Commissioner Central Excise ... vs M/S Grasim Industries Ltd Bhiwani on 15 May, 2018

Bench: Ajay Kumar Mittal, Tejinder Singh Dhindsa

CEA No. 38 of 2016 (O&M)                                                     1




       IN THE HIGH COURT OF PUNJAB AND HARYANA AT
                      CHANDIGARH


                                              CEA No. 38 of 2016 (O&M)
                                              Date of decision: 15.05.2018

Commissioner Central Excise Commissionerate, SCO No.6, Sector 1,
Rohtak.


                                                                ......Appellant

                     Vs.



M/s Grasim Bhiwani Textile Limited (Unit Bhiwani Textile Mills) BTM
Road, Birla Colony, Bhiwani.



                                                                .....Respondent

CORAM: HON'BLE MR. JUSTICE AJAY KUMAR MITTAL, ACTING CHIEF JUSTICE HON'BLE MR. JUSTICE TEJINDER SINGH DHINDSA Present: Mr. Tejinder K. Joshi, Senior Standing Counsel for the appellant-revenue.

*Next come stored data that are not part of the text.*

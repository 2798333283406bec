use axum::{
    http::StatusCode,
    response::{IntoResponse, Response},
    Json,
};
use serde_json::json;

#[derive(Debug, thiserror::Error)]
pub enum AppError {
    #[error("{0}")]
    Resolve(#[from] chess_core::resolve::ResolveError),

    #[error("invalid board: {0}")]
    Board(#[from] chess_core::board::BoardError),
}

impl IntoResponse for AppError {
    fn into_response(self) -> Response {
        let message = self.to_string();
        tracing::error!("Request failed: {message}");
        // Flat error shape with no structured codes; everything is a 500.
        (
            StatusCode::INTERNAL_SERVER_ERROR,
            Json(json!({ "error": message })),
        )
            .into_response()
    }
}
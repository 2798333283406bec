pub mod clients;
pub mod config;
pub mod error;
pub mod prompts;
pub mod routes;
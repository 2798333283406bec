//! Board state holder: single source of truth for one position during a
//! resolution cycle.
//!
//! Wraps a raw `shakmaty::Setup` instead of `shakmaty::Chess` so that two
//! off-book states stay representable: forced side-to-move edits that leave
//! the side not to move in check, and positions where a king has been
//! captured. A full `Chess` position is materialized on demand for legality
//! questions, relaxing what `shakmaty` lets us relax.

use shakmaty::{
    attacks,
    fen::Fen,
    san::San,
    uci::UciMove,
    Bitboard, CastlingMode, Chess, Color, EnPassantMode, FromSetup, Move, Piece, Position,
    PositionError, Role, Setup, Square,
};

#[derive(Debug, thiserror::Error)]
pub enum BoardError {
    #[error("invalid FEN: {0}")]
    InvalidFen(String),

    #[error("unrecognized move token: {0}")]
    BadMoveToken(String),

    #[error("illegal move: {0}")]
    IllegalMove(String),
}

/// A complete chess position, serializable as FEN.
///
/// Value type: mutating operations return a new `BoardState` and never touch
/// the receiver, so snapshots handed to the proposer boundary cannot be
/// corrupted by later moves.
#[derive(Debug, Clone)]
pub struct BoardState {
    setup: Setup,
}

impl BoardState {
    /// The standard initial position.
    pub fn startpos() -> Self {
        Self {
            setup: Chess::default().into_setup(EnPassantMode::Legal),
        }
    }

    /// Parse a FEN string. Placement-only validity is enforced (syntax, square
    /// counts); chess-level invariants such as "both kings present" are not,
    /// because the game-over representation deliberately violates them.
    pub fn from_fen(fen: &str) -> Result<Self, BoardError> {
        let parsed: Fen = fen
            .trim()
            .parse()
            .map_err(|e| BoardError::InvalidFen(format!("{fen}: {e}")))?;
        Ok(Self {
            setup: parsed.into_setup(),
        })
    }

    pub fn fen(&self) -> String {
        Fen::from_setup(self.setup.clone()).to_string()
    }

    pub fn side_to_move(&self) -> Color {
        self.setup.turn
    }

    /// Forced side-to-move override on the serialized representation, leaving
    /// the placement untouched. A stale en-passant square from the other
    /// side's last move is dropped along with the flip.
    pub fn with_side_to_move(&self, color: Color) -> Self {
        let mut setup = self.setup.clone();
        if setup.turn != color {
            setup.turn = color;
            setup.ep_square = None;
        }
        Self { setup }
    }

    pub fn piece_at(&self, square: Square) -> Option<Piece> {
        self.setup.board.piece_at(square)
    }

    /// All pieces of one color, in ascending square order.
    pub fn pieces_of(&self, color: Color) -> Vec<(Square, Piece)> {
        self.setup
            .board
            .by_color(color)
            .into_iter()
            .filter_map(|sq| self.setup.board.piece_at(sq).map(|piece| (sq, piece)))
            .collect()
    }

    /// True iff either side's king is absent. This is the termination rule:
    /// no checkmate or stalemate detection.
    pub fn is_game_over(&self) -> bool {
        self.setup.board.king_of(Color::White).is_none()
            || self.setup.board.king_of(Color::Black).is_none()
    }

    /// Materialize a rules-checked position, relaxing the errors that forced
    /// side-to-move edits routinely produce. `None` means the position cannot
    /// host legal moves at all (e.g. a king is missing).
    fn position(&self) -> Option<Chess> {
        Chess::from_setup(self.setup.clone(), CastlingMode::Standard)
            .or_else(PositionError::ignore_invalid_castling_rights)
            .or_else(PositionError::ignore_invalid_ep_square)
            .or_else(PositionError::ignore_too_much_material)
            .or_else(PositionError::ignore_impossible_check)
            .ok()
    }

    /// Rules-legal moves for the piece on `square`. Empty for an empty
    /// square, for a piece of the side not to move, or when the position
    /// cannot be materialized.
    pub fn legal_moves_from(&self, square: Square) -> Vec<Move> {
        let Some(pos) = self.position() else {
            return Vec::new();
        };
        pos.legal_moves()
            .into_iter()
            .filter(|m| m.from() == Some(square))
            .collect()
    }

    /// SAN rendering of `legal_moves_from`, used to seed proposer prompts.
    pub fn legal_moves_san(&self, square: Square) -> Vec<String> {
        let Some(pos) = self.position() else {
            return Vec::new();
        };
        pos.legal_moves()
            .into_iter()
            .filter(|m| m.from() == Some(square))
            .map(|m| San::from_move(&pos, &m).to_string())
            .collect()
    }

    /// Attempt a proposed move token against this position.
    ///
    /// Accepts coordinate (`e2e4`, `e7e8q`) and algebraic (`Nf3`, `exd5`,
    /// `O-O`) forms, trying the coordinate reading first. On success returns
    /// the resulting position; the receiver is never mutated.
    ///
    /// Legality is evaluated leniently in exactly one case: a coordinate move
    /// whose destination holds the enemy king is accepted when the moving
    /// piece attacks that square. Rules-legal movegen never produces king
    /// captures, but forced side-to-move positions make them reachable, and
    /// a captured king is what ends the game.
    pub fn apply_move(&self, token: &str) -> Result<BoardState, BoardError> {
        let token = token
            .trim()
            .trim_end_matches(['+', '#', '.', ',', '!', '?']);
        if token.is_empty() {
            return Err(BoardError::BadMoveToken(String::new()));
        }

        let uci = token.parse::<UciMove>().ok();
        let san = token.parse::<San>().ok();
        if uci.is_none() && san.is_none() {
            return Err(BoardError::BadMoveToken(token.to_string()));
        }

        let pos = self.position();

        if let (Some(pos), Some(uci)) = (pos.as_ref(), uci.as_ref()) {
            if let Ok(mv) = uci.to_move(pos) {
                return Ok(self.play(pos.clone(), mv));
            }
        }
        if let (Some(pos), Some(san)) = (pos.as_ref(), san.as_ref()) {
            if let Ok(mv) = san.to_move(pos) {
                return Ok(self.play(pos.clone(), mv));
            }
        }

        if let Some(UciMove::Normal { from, to, .. }) = uci {
            if let Some(next) = self.capture_king(from, to) {
                return Ok(next);
            }
        }

        Err(BoardError::IllegalMove(token.to_string()))
    }

    fn play(&self, mut pos: Chess, mv: Move) -> BoardState {
        pos.play_unchecked(&mv);
        BoardState {
            setup: pos.into_setup(EnPassantMode::Legal),
        }
    }

    /// Lenient king capture, applied at the placement level.
    fn capture_king(&self, from: Square, to: Square) -> Option<BoardState> {
        let mover = self.setup.board.piece_at(from)?;
        if mover.color != self.setup.turn {
            return None;
        }
        let victim = self.setup.board.piece_at(to)?;
        if victim.role != Role::King || victim.color == mover.color {
            return None;
        }
        if !attacks::attacks(from, mover, self.setup.board.occupied()).contains(to) {
            return None;
        }

        let mut setup = self.setup.clone();
        setup.board.remove_piece_at(to);
        if let Some(piece) = setup.board.remove_piece_at(from) {
            setup.board.set_piece_at(to, piece);
        }
        setup.castling_rights =
            setup.castling_rights & !Bitboard::from(from) & !Bitboard::from(to);
        setup.ep_square = None;
        setup.halfmoves = 0;
        if setup.turn == Color::Black {
            setup.fullmoves = setup.fullmoves.saturating_add(1);
        }
        setup.turn = !setup.turn;
        Some(BoardState { setup })
    }
}
//! Shared helpers for the turn-resolution integration tests.

use std::collections::HashMap;

use async_trait::async_trait;
use chess_core::proposer::{MoveProposal, MoveProposer, ProposalContext, ProposerError};

#[allow(dead_code)]
pub const START_FEN: &str = "rnbqkbnr/pppppppp/8/8/8/8/PPPPPPPP/RNBQKBNR w KQkq - 0 1";

/// What the scripted proposer should do when asked about a given square.
#[allow(dead_code)]
pub enum Reply {
    Move(&'static str, &'static str),
    Stay(&'static str),
    Fail,
}

/// Scripted proposer keyed by square. Pieces without a script politely stay,
/// which also covers the random opponent piece in most scenarios.
pub struct ScriptedProposer {
    replies: HashMap<String, Reply>,
}

impl ScriptedProposer {
    pub fn new(replies: Vec<(&str, Reply)>) -> Self {
        Self {
            replies: replies
                .into_iter()
                .map(|(sq, r)| (sq.to_string(), r))
                .collect(),
        }
    }
}

#[async_trait]
impl MoveProposer for ScriptedProposer {
    async fn propose(&self, ctx: &ProposalContext<'_>) -> Result<MoveProposal, ProposerError> {
        match self.replies.get(&ctx.square.to_string()) {
            Some(Reply::Move(token, msg)) => Ok(MoveProposal {
                token: Some((*token).to_string()),
                narrative: (*msg).to_string(),
            }),
            Some(Reply::Stay(msg)) => Ok(MoveProposal {
                token: None,
                narrative: (*msg).to_string(),
            }),
            Some(Reply::Fail) => Err(ProposerError::Timeout),
            None => Ok(MoveProposal {
                token: None,
                narrative: "Standing by.".to_string(),
            }),
        }
    }
}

Mr. Amit Goyal, Advocate for the respondent.

Ajay Kumar Mittal, (ACJ).

1. This appeal has been preferred by the appellant-revenue under Section 35G of the Central Excise Act, 1944 (in short, "the Act") against the impugned order dated 07.10.2015, Annexure A-3, passed by the Customs, Excise & Service Tax Appellate Tribunal, New Delhi (in short, "the Tribunal") in Appeal No. E/2181/2008-EX (DB), claiming following substantial questions of law:-

1 of 6 ::: Downloaded on - 08-07-2018 11:38:35 ::: CEA No. 38 of 2016 (O&M) 2 "(i) Whether the Tribunal is justified in holding that the extended period, under the facts and circumstances of the case, is not invokable?

(ii) Whether the Tribunal is right in holding that under the facts and circumstances of the case, the penalty is not to be imposed and interest cannot be charged under the provisions of the Central Excise Law?"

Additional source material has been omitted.